The emerald ash borer (EAB), Agrilus planipennis, is a highly destructive metallic green beetle that originated in northeastern Asia. Since its detection in North America in 2002, this invasive pest has caused the widespread death of tens of millions of ash trees (Fraxinus spp.) across the continent. North American ash species lack the natural defenses found in Asian ash, allowing EAB populations to grow unchecked. To combat this ecological threat, scientists have studied which organisms consume the pest, from local wildlife to specialized organisms imported from the beetle’s native range.
Native North American Predators
Woodpeckers are the most significant native North American predators of the Emerald Ash Borer. Species like the Red-bellied, Downy, and Hairy woodpeckers actively forage for EAB larvae and pupae hidden beneath the ash tree bark. Woodpeckers are known to remove up to 38.5% of the larvae in some infested trees, leaving “flecking” patterns on the bark as they strip away the outer layers to reach their prey.
Generalist predators also contribute to mortality, though their impact is less substantial. Small mammals, such as shrews, may consume larvae located close to the soil line or prepupae exposed near the base of the tree. Other generalist insects, like praying mantises or spiders, may capture the adult beetles during their flight and feeding periods. However, these native predators are insufficient to control the EAB population because the beetle reproduces quickly and spends most of its life cycle protected beneath the bark.

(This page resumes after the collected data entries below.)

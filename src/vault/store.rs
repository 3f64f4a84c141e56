//! Secret stores behind the vault
//!
//! The OS keyring is preferred. When it is unavailable (no Secret Service on
//! a headless Linux box, locked keychain) the record goes to an encrypted file
//! in the per-user data directory instead.

use super::VaultError;
use super::crypto::{self, KEY_LEN};
use serde::{Deserialize, Serialize};
use std::fs;
use std::io::Write;
use std::path::{Path, PathBuf};
use tracing::{debug, warn};

/// Secret storage keyed by (service, account)
pub trait SecretStore: Send + Sync {
    /// `Ok(None)` when nothing is stored; errors are reserved for failures
    fn get(&self, service: &str, account: &str) -> Result<Option<String>, VaultError>;
    fn set(&self, service: &str, account: &str, secret: &str) -> Result<(), VaultError>;
    /// Returns whether anything was removed
    fn delete(&self, service: &str, account: &str) -> Result<bool, VaultError>;
}

/// OS keyring (macOS Keychain, Windows Credential Manager, Linux keyutils/Secret Service)
pub struct KeyringStore;

impl KeyringStore {
    pub fn new() -> Self {
        Self
    }

    fn entry(service: &str, account: &str) -> Result<keyring::Entry, VaultError> {
        keyring::Entry::new(service, account)
            .map_err(|e| VaultError::StoreUnavailable(e.to_string()))
    }
}

impl Default for KeyringStore {
    fn default() -> Self {
        Self::new()
    }
}

impl SecretStore for KeyringStore {
    fn get(&self, service: &str, account: &str) -> Result<Option<String>, VaultError> {
        match Self::entry(service, account)?.get_password() {
            Ok(secret) => Ok(Some(secret)),
            Err(keyring::Error::NoEntry) => Ok(None),
            Err(keyring::Error::BadEncoding(_)) => Err(VaultError::Unreadable(
                "keyring entry is not valid UTF-8".to_string(),
            )),
            Err(e) => Err(VaultError::StoreUnavailable(e.to_string())),
        }
    }

    fn set(&self, service: &str, account: &str, secret: &str) -> Result<(), VaultError> {
        Self::entry(service, account)?
            .set_password(secret)
            .map_err(|e| VaultError::StoreUnavailable(e.to_string()))
    }

    fn delete(&self, service: &str, account: &str) -> Result<bool, VaultError> {
        match Self::entry(service, account)?.delete_credential() {
            Ok(()) => Ok(true),
            Err(keyring::Error::NoEntry) => Ok(false),
            Err(e) => Err(VaultError::StoreUnavailable(e.to_string())),
        }
    }
}

#[derive(Serialize, Deserialize)]
struct FileRecord {
    service: String,
    account: String,
    secret: String,
}

/// Single-record encrypted file, owner read/write only
pub struct EncryptedFileStore {
    path: PathBuf,
    key: [u8; KEY_LEN],
}

impl EncryptedFileStore {
    pub fn new(path: impl Into<PathBuf>, key: [u8; KEY_LEN]) -> Self {
        Self {
            path: path.into(),
            key,
        }
    }

    pub fn path(&self) -> &Path {
        &self.path
    }
}

impl SecretStore for EncryptedFileStore {
    fn get(&self, service: &str, account: &str) -> Result<Option<String>, VaultError> {
        let sealed = match fs::read_to_string(&self.path) {
            Ok(content) => content,
            Err(e) if e.kind() == std::io::ErrorKind::NotFound => return Ok(None),
            Err(e) => return Err(e.into()),
        };

        let json = crypto::decrypt(&sealed, &self.key)
            .map_err(|e| VaultError::Unreadable(format!("{}: {}", self.path.display(), e)))?;
        let record: FileRecord = serde_json::from_str(&json)
            .map_err(|e| VaultError::Unreadable(format!("{}: {}", self.path.display(), e)))?;

        if record.service != service || record.account != account {
            debug!(
                "Vault file holds {}/{}, not {}/{}",
                record.service, record.account, service, account
            );
            return Ok(None);
        }
        Ok(Some(record.secret))
    }

    fn set(&self, service: &str, account: &str, secret: &str) -> Result<(), VaultError> {
        let record = FileRecord {
            service: service.to_string(),
            account: account.to_string(),
            secret: secret.to_string(),
        };
        let json = serde_json::to_string(&record)
            .map_err(|e| VaultError::Unreadable(e.to_string()))?;
        let sealed = crypto::encrypt(&json, &self.key)?;
        write_private(&self.path, sealed.as_bytes())?;
        Ok(())
    }

    fn delete(&self, service: &str, account: &str) -> Result<bool, VaultError> {
        // Only remove the file when it belongs to this entry
        match self.get(service, account) {
            Ok(Some(_)) | Err(VaultError::Unreadable(_)) => {}
            Ok(None) => return Ok(false),
            Err(e) => return Err(e),
        }
        match fs::remove_file(&self.path) {
            Ok(()) => Ok(true),
            Err(e) if e.kind() == std::io::ErrorKind::NotFound => Ok(false),
            Err(e) => Err(e.into()),
        }
    }
}

/// Keyring first, encrypted file when the keyring cannot be reached
pub struct FallbackStore {
    primary: Box<dyn SecretStore>,
    fallback: Box<dyn SecretStore>,
}

impl FallbackStore {
    pub fn new(primary: Box<dyn SecretStore>, fallback: Box<dyn SecretStore>) -> Self {
        Self { primary, fallback }
    }
}

impl SecretStore for FallbackStore {
    fn get(&self, service: &str, account: &str) -> Result<Option<String>, VaultError> {
        match self.primary.get(service, account) {
            Ok(Some(secret)) => Ok(Some(secret)),
            Ok(None) => self.fallback.get(service, account),
            Err(VaultError::StoreUnavailable(reason)) => {
                warn!("Secure store unavailable ({}), using encrypted file", reason);
                self.fallback.get(service, account)
            }
            Err(e) => Err(e),
        }
    }

    fn set(&self, service: &str, account: &str, secret: &str) -> Result<(), VaultError> {
        match self.primary.set(service, account, secret) {
            Ok(()) => Ok(()),
            Err(VaultError::StoreUnavailable(reason)) => {
                warn!("Secure store unavailable ({}), using encrypted file", reason);
                self.fallback.set(service, account, secret)
            }
            Err(e) => Err(e),
        }
    }

    fn delete(&self, service: &str, account: &str) -> Result<bool, VaultError> {
        let from_primary = match self.primary.delete(service, account) {
            Ok(removed) => removed,
            Err(VaultError::StoreUnavailable(reason)) => {
                warn!("Secure store unavailable ({}), skipping", reason);
                false
            }
            Err(e) => return Err(e),
        };
        let from_fallback = self.fallback.delete(service, account)?;
        Ok(from_primary || from_fallback)
    }
}

/// Write a file readable only by the owner, creating its directory if needed
pub(crate) fn write_private(path: &Path, contents: &[u8]) -> std::io::Result<()> {
    if let Some(parent) = path.parent() {
        create_private_dir(parent)?;
    }

    let mut options = fs::OpenOptions::new();
    options.write(true).create(true).truncate(true);
    #[cfg(unix)]
    {
        use std::os::unix::fs::OpenOptionsExt;
        options.mode(0o600);
    }
    let mut file = options.open(path)?;
    file.write_all(contents)?;
    file.sync_all()
}

fn create_private_dir(dir: &Path) -> std::io::Result<()> {
    if dir.as_os_str().is_empty() || dir.exists() {
        return Ok(());
    }
    let mut builder = fs::DirBuilder::new();
    builder.recursive(true);
    #[cfg(unix)]
    {
        use std::os::unix::fs::DirBuilderExt;
        builder.mode(0o700);
    }
    builder.create(dir)
}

Specialized Biological Control Agents
The most effective biological controls are specialized parasitic wasps introduced from the EAB’s native range in Asia through U.S. government biocontrol programs. These tiny, stingless wasps co-evolved with the Emerald Ash Borer, allowing them to locate and attack the pest’s hidden life stages. The primary larval parasitoid is Tetrastichus planipennisi, an endoparasitoid that lays its eggs directly inside the EAB larva.
Multiple wasp larvae develop within a single EAB host, killing the host upon emergence. Another crucial agent, Oobius agrili, targets the egg stage, laying a single egg inside an EAB egg deposited on bark crevices. Two species of Spathius wasps, S. agrili and the cold-tolerant S. galinae, are ectoparasitoids that lay eggs on the outside of the EAB larva, which the hatching wasp larvae then feed upon. These specialized agents, particularly T. planipennisi and O. agrili, have shown success in reducing EAB density and slowing the overall rate of ash tree decline.
Pathogens and Environmental Factors
Pathogens and environmental stresses contribute to EAB mortality. Specific microbial agents, such as entomopathogenic fungi, function as natural enemies by infecting and consuming the beetle. Fungi like Beauveria bassiana have been recovered from EAB larvae and are being studied as potential biocontrol agents, causing disease.
Environmental factors, particularly extreme cold, cause high mortality during the overwintering stage. EAB larvae typically produce antifreeze compounds, allowing them to survive temperatures down to approximately -30°C. However, extended periods below this threshold, common in northern latitudes, can kill a significant portion of the prepupal population and slow the beetle’s spread.
Susceptibility Across the EAB Life Cycle
The success of any predator depends on the EAB’s life stage and location within the ash tree. The egg stage, laid in bark crevices, is vulnerable to the specialized egg parasitoid Oobius agrili and generalist surface insects. Once hatched, the larva enters the inner bark (phloem), creating serpentine galleries where it is heavily protected.
The protected larval stage is mainly targeted by woodpeckers, which excavate the larvae, and the larval parasitoids (Tetrastichus and Spathius), which penetrate the bark with their ovipositors. The pupal stage, occurring in a chamber excavated in the outer sapwood or bark, is generally safe from most predators. The adult beetle is vulnerable during its emergence and while in flight, making it susceptible to generalist aerial predators like birds, bats, and spiders.